Unthought.

Data & Analytics

Pipelines, reporting surfaces, and the question of which number is the real one.

Almost every business that asks for a dashboard already has several. The problem is rarely that the numbers are missing; it is that three systems each report a version of the same figure and nobody can say which is authoritative or how it was derived. The first deliverable is usually not a chart but a written definition.

The work covers data pipelines, synchronization between systems of record, warehousing where it is warranted, reporting surfaces, and measurement and attribution for anything that spends money to acquire customers.

Every metric carries its derivation. A figure on a dashboard is accompanied by what it counts, what it excludes, which system it came from, and when it was last refreshed. This is not documentation added afterwards — it is a required field, so a metric whose derivation nobody can state cannot be added to the surface at all.
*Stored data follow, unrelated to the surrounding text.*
//! The seam between the daemon and the message consumer.

use crate::failure::Failure;
use crate::logging::Loggers;

/// Consumes messages until it stops, reporting through `loggers`.
#[cfg_attr(test, mockall::automock)]
pub trait Consumer {
    /// Runs the consumer to completion.
    ///
    /// # Errors
    ///
    /// Returns the [`Failure`] that ended the run. Its exit status and
    /// message chain decide how the process exits.
    fn consume(&self, loggers: &Loggers) -> Result<(), Failure>;
}

/// Placeholder used until a broker-backed consumer is wired in.
#[derive(Debug, Default, Clone, Copy)]
pub struct NoopConsumer;

impl Consumer for NoopConsumer {
    fn consume(&self, loggers: &Loggers) -> Result<(), Failure> {
        loggers
            .info("no consumer configured; exiting")
            .map_err(|error| Failure::from(error).context("failed writing info log"))
    }
}
//! Translates the consumer's terminal failure into an exit status.

use crate::failure::{DEFAULT_EXIT_STATUS, Failure};
use crate::logging::Logger;

const EXIT_TARGET: &str = concat!(env!("CARGO_PKG_NAME"), "::exit");

/// The irreversible "stop the process" action.
pub trait Terminator: Send + Sync {
    /// Requests termination with `code`.
    fn terminate(&self, code: i32);
}

/// Terminator that exits the current process.
///
/// Statuses outside `0..=255` are reported as [`DEFAULT_EXIT_STATUS`], since
/// the operating system would otherwise truncate them (256 would exit 0).
#[derive(Debug, Default, Clone, Copy)]
pub struct ProcessTerminator;

impl ProcessTerminator {
    /// The status actually passed to the operating system for `code`.
    #[must_use]
    pub fn process_status(code: i32) -> i32 {
        if (0..=255).contains(&code) {
            code
        } else {
            DEFAULT_EXIT_STATUS
        }
    }
}

impl Terminator for ProcessTerminator {
    fn terminate(&self, code: i32) {
        std::process::exit(Self::process_status(code));
    }
}

/// Logs a failure's message chain and requests termination.
#[derive(Debug)]
pub struct ExitHandler<T> {
    logger: Logger,
    terminator: T,
}

impl<T> ExitHandler<T>
where
    T: Terminator,
{
    /// Creates a handler writing diagnostics to `logger`.
    #[must_use]
    pub const fn new(logger: Logger, terminator: T) -> Self {
        Self { logger, terminator }
    }

    /// Exit status for `failure` without side effects: `0` when absent,
    /// otherwise the requested status or `1`.
    #[must_use]
    pub fn code_for(failure: Option<&Failure>) -> i32 {
        failure.map_or(0, Failure::exit_status)
    }

    /// Handles the outcome of a run.
    ///
    /// Nothing happens when `failure` is `None`. Otherwise each non-empty
    /// message is logged, innermost first, and termination is requested
    /// with the failure's exit status. A log write failure does not prevent
    /// termination.
    pub fn handle(&self, failure: Option<&Failure>) {
        let Some(failure) = failure else {
            return;
        };

        if let Err(error) = self.logger.log_failure(failure) {
            tracing::warn!(
                target: EXIT_TARGET,
                %error,
                "failed to write exit diagnostic"
            );
        }

        let code = failure.exit_status();
        tracing::debug!(target: EXIT_TARGET, code, "terminating");
        self.terminator.terminate(code);
    }
}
The failure this prevents is specific and common: two people reading the same dashboard, meaning different things by the same word, and discovering it in a meeting six months later.

Data is pulled from systems of record rather than re-keyed. Where a figure exists in a billing platform, a scheduling system, or a CRM, the pipeline reads it there. Anything stated twice will eventually disagree, and the version a human retyped is always the one that is wrong.

Freshness is displayed, not assumed. Every reporting surface shows when its data last synchronized, and a stale surface says so on its face instead of presenting old numbers as current. A dashboard that silently stops updating is worse than a dashboard that is down, because the first one is still being trusted.

Attribution work is approached with more caution than the field usually applies. Multi-touch attribution models produce confident numbers from ambiguous evidence, and the confidence is the dangerous part. We prefer to instrument what can be observed directly — a form submission, a booked call, a completed checkout — and to be explicit about where inference begins and observation ends.

Reporting is built to answer decisions instead of to display everything available. A surface with forty charts is a surface nobody reads. The design question is which handful of numbers would change what someone does this week, and everything else is available on request instead of on the page.

Access is scoped at the start rather than retrofitted. A reporting surface that shows everyone everything is easy to build and difficult to withdraw, and the figures a business is least comfortable circulating internally are frequently the ones with the most operational value. Deciding which roles see which numbers is a design question with an answer, and answering it late means answering it after somebody has already seen a column they should not have.

Historical data is preserved rather than overwritten. When a definition changes — when a metric starts counting something slightly different — the change is recorded and the prior series is kept, because a chart that silently rewrites its own history is worse than no chart. Anyone comparing this quarter to last quarter is entitled to know whether the two numbers were produced the same way.

Exclusions

What Data & Analytics does not take on.

  • Predictive modeling presented as certainty. Forecasts are labeled as forecasts, with their assumptions stated.
  • Attribution models that assign credit the underlying data cannot support.
  • Buying, enriching, or reselling third-party personal data.